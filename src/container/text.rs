//! DLG/LNG string table reader **(added)**.
//!
//! Both dialog and localized-string containers share one simple layout: a
//! `u32` entry count followed by that many length-prefixed (`u32`) byte
//! strings, windows-1252 in practice but treated as lossy UTF-8 here since
//! the decompiler only round-trips text for display, not byte-for-byte
//! re-encoding.

use crate::error::{HypeError, Result};
use std::io::{Cursor, Read};

#[derive(Debug, Clone)]
pub struct StringTable {
    pub entries: Vec<String>,
}

impl StringTable {
    pub fn parse(data: &[u8]) -> Result<Self> {
        let mut cursor = Cursor::new(data);
        let mut count_bytes = [0u8; 4];
        cursor.read_exact(&mut count_bytes)?;
        let count = u32::from_le_bytes(count_bytes);

        let mut entries = Vec::with_capacity(count as usize);
        for _ in 0..count {
            let mut len_bytes = [0u8; 4];
            cursor
                .read_exact(&mut len_bytes)
                .map_err(|_| HypeError::MalformedFile("string table truncated before entry length".into()))?;
            let len = u32::from_le_bytes(len_bytes) as usize;
            let mut raw = vec![0u8; len];
            cursor
                .read_exact(&mut raw)
                .map_err(|_| HypeError::MalformedFile("string table truncated mid-entry".into()))?;
            entries.push(String::from_utf8_lossy(&raw).to_string());
        }

        Ok(Self { entries })
    }

    pub fn get(&self, index: usize) -> Option<&str> {
        self.entries.get(index).map(String::as_str)
    }
}

#[cfg(test)]
mod tests {
    use super::*;

    fn build(strings: &[&str]) -> Vec<u8> {
        let mut buf = Vec::new();
        buf.extend_from_slice(&(strings.len() as u32).to_le_bytes());
        for s in strings {
            buf.extend_from_slice(&(s.len() as u32).to_le_bytes());
            buf.extend_from_slice(s.as_bytes());
        }
        buf
    }

    #[test]
    fn reads_entries_in_order() {
        let data = build(&["Hello", "Goodbye", ""]);
        let table = StringTable::parse(&data).unwrap();
        assert_eq!(table.entries, vec!["Hello", "Goodbye", ""]);
        assert_eq!(table.get(1), Some("Goodbye"));
        assert_eq!(table.get(99), None);
    }

    #[test]
    fn truncated_entry_errors() {
        let mut data = build(&["Hello"]);
        data.truncate(data.len() - 2);
        assert!(StringTable::parse(&data).is_err());
    }
}
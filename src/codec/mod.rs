//! Codec layer: encryption, compression envelope, checksum, channel-RLE
//! (spec §4.1). Everything above the container readers builds on these.

pub mod checksum;
pub mod lzo;
pub mod rle;
pub mod xor;

pub use lzo::{decode_envelope, EnvelopeHeader};
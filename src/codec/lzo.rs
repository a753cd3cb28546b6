//! Compressed-block envelope: a 20-byte header followed by either raw or
//! LZO1X-compressed payload (spec §4.1).
//!
//! ```text
//! is_compressed:u32, compressed_size:u32, compressed_checksum:u32,
//! decompressed_size:u32, decompressed_checksum:u32
//! ```

use crate::codec::checksum;
use crate::error::{HypeError, Result};
use std::io::{Cursor, Read};

pub const ENVELOPE_HEADER_LEN: usize = 20;

#[derive(Debug, Clone, Copy)]
pub struct EnvelopeHeader {
    pub is_compressed: bool,
    pub compressed_size: u32,
    pub compressed_checksum: u32,
    pub decompressed_size: u32,
    pub decompressed_checksum: u32,
}

fn read_u32(cursor: &mut Cursor<&[u8]>) -> Result<u32> {
    let mut buf = [0u8; 4];
    cursor.read_exact(&mut buf)?;
    Ok(u32::from_le_bytes(buf))
}

impl EnvelopeHeader {
    pub fn parse(data: &[u8]) -> Result<Self> {
        if data.len() < ENVELOPE_HEADER_LEN {
            return Err(HypeError::MalformedFile(
                "compressed-block envelope shorter than 20-byte header".into(),
            ));
        }
        let mut cursor = Cursor::new(data);
        let is_compressed = read_u32(&mut cursor)? != 0;
        let compressed_size = read_u32(&mut cursor)?;
        let compressed_checksum = read_u32(&mut cursor)?;
        let decompressed_size = read_u32(&mut cursor)?;
        let decompressed_checksum = read_u32(&mut cursor)?;
        Ok(Self {
            is_compressed,
            compressed_size,
            compressed_checksum,
            decompressed_size,
            decompressed_checksum,
        })
    }
}

/// Parses the envelope header at the front of `data` and returns the
/// decompressed payload plus the number of bytes consumed from `data`
/// (header + payload), so callers can advance a block-record cursor.
pub fn decode_envelope(data: &[u8]) -> Result<(Vec<u8>, usize)> {
    let header = EnvelopeHeader::parse(data)?;
    let payload_start = ENVELOPE_HEADER_LEN;
    let payload_end = payload_start
        .checked_add(header.compressed_size as usize)
        .ok_or_else(|| HypeError::MalformedFile("envelope compressed_size overflow".into()))?;

    if payload_end > data.len() {
        return Err(HypeError::MalformedFile(
            "envelope compressed_size exceeds available bytes".into(),
        ));
    }

    let compressed_payload = &data[payload_start..payload_end];
    checksum::verify(compressed_payload, header.compressed_checksum)?;

    let decompressed = if header.is_compressed {
        lzo1x_decompress(compressed_payload, header.decompressed_size as usize)?
    } else {
        compressed_payload.to_vec()
    };

    if decompressed.len() != header.decompressed_size as usize {
        return Err(HypeError::MalformedFile(format!(
            "decompressed size mismatch: header says {}, got {}",
            header.decompressed_size,
            decompressed.len()
        )));
    }
    checksum::verify(&decompressed, header.decompressed_checksum)?;

    Ok((decompressed, payload_end))
}

fn lzo1x_decompress(compressed: &[u8], expected_len: usize) -> Result<Vec<u8>> {
    minilzo_rs::LZO::init()
        .and_then(|lzo| lzo.decompress(compressed, expected_len))
        .map_err(|e| HypeError::MalformedFile(format!("LZO1X decompression failed: {:?}", e)))
}

#[cfg(test)]
mod tests {
    use super::*;

    fn build_envelope(payload: &[u8], compressed: bool) -> Vec<u8> {
        // Tests only exercise the uncompressed path deterministically —
        // round-tripping real LZO1X streams is covered at the container
        // level against fixture archives, not by hand-encoding here.
        assert!(!compressed);
        let mut buf = Vec::new();
        buf.extend_from_slice(&0u32.to_le_bytes());
        buf.extend_from_slice(&(payload.len() as u32).to_le_bytes());
        buf.extend_from_slice(&checksum::adler32_variant(payload).to_le_bytes());
        buf.extend_from_slice(&(payload.len() as u32).to_le_bytes());
        buf.extend_from_slice(&checksum::adler32_variant(payload).to_le_bytes());
        buf.extend_from_slice(payload);
        buf
    }

    #[test]
    fn uncompressed_round_trip() {
        let payload = b"hello Montreal engine".to_vec();
        let envelope = build_envelope(&payload, false);
        let (decoded, consumed) = decode_envelope(&envelope).unwrap();
        assert_eq!(decoded, payload);
        assert_eq!(consumed, envelope.len());
    }

    #[test]
    fn bad_checksum_is_fatal() {
        let payload = b"data".to_vec();
        let mut envelope = build_envelope(&payload, false);
        // Corrupt the decompressed checksum field.
        let idx = ENVELOPE_HEADER_LEN - 4;
        envelope[idx] ^= 0xFF;
        let err = decode_envelope(&envelope).unwrap_err();
        assert!(matches!(err, HypeError::ChecksumMismatch { .. }));
    }

    #[test]
    fn truncated_header_errors() {
        assert!(decode_envelope(&[0u8; 10]).is_err());
    }
}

____

__WHAT THE EXERCISE ASKS__
Give back the records above exactly, limited to the lines between the one holding "let mut data" and the one holding "pub fn decode_envelope(data: &[u8])", inclusive.

__YOUR SOLUTION__
        let mut data = build(&["Hello"]);
        data.truncate(data.len() - 2);
        assert!(StringTable::parse(&data).is_err());
    }
}
filename src/codec/mod.rs
//! Codec layer: encryption, compression envelope, checksum, channel-RLE
//! (spec §4.1). Everything above the container readers builds on these.

pub mod checksum;
pub mod lzo;
pub mod rle;
pub mod xor;

pub use lzo::{decode_envelope, EnvelopeHeader};
filename src/codec/lzo.rs
repository a753cd3cb28546b6
//! Compressed-block envelope: a 20-byte header followed by either raw or
//! LZO1X-compressed payload (spec §4.1).
//!
//! ```text
//! is_compressed:u32, compressed_size:u32, compressed_checksum:u32,
//! decompressed_size:u32, decompressed_checksum:u32
//! ```

use crate::codec::checksum;
use crate::error::{HypeError, Result};
use std::io::{Cursor, Read};

pub const ENVELOPE_HEADER_LEN: usize = 20;

#[derive(Debug, Clone, Copy)]
pub struct EnvelopeHeader {
    pub is_compressed: bool,
    pub compressed_size: u32,
    pub compressed_checksum: u32,
    pub decompressed_size: u32,
    pub decompressed_checksum: u32,
}

fn read_u32(cursor: &mut Cursor<&[u8]>) -> Result<u32> {
    let mut buf = [0u8; 4];
    cursor.read_exact(&mut buf)?;
    Ok(u32::from_le_bytes(buf))
}

impl EnvelopeHeader {
    pub fn parse(data: &[u8]) -> Result<Self> {
        if data.len() < ENVELOPE_HEADER_LEN {
            return Err(HypeError::MalformedFile(
                "compressed-block envelope shorter than 20-byte header".into(),
            ));
        }
        let mut cursor = Cursor::new(data);
        let is_compressed = read_u32(&mut cursor)? != 0;
        let compressed_size = read_u32(&mut cursor)?;
        let compressed_checksum = read_u32(&mut cursor)?;
        let decompressed_size = read_u32(&mut cursor)?;
        let decompressed_checksum = read_u32(&mut cursor)?;
        Ok(Self {
            is_compressed,
            compressed_size,
            compressed_checksum,
            decompressed_size,
            decompressed_checksum,
        })
    }
}

/// Parses the envelope header at the front of `data` and returns the
/// decompressed payload plus the number of bytes consumed from `data`
/// (header + payload), so callers can advance a block-record cursor.
pub fn decode_envelope(data: &[u8]) -> Result<(Vec<u8>, usize)> {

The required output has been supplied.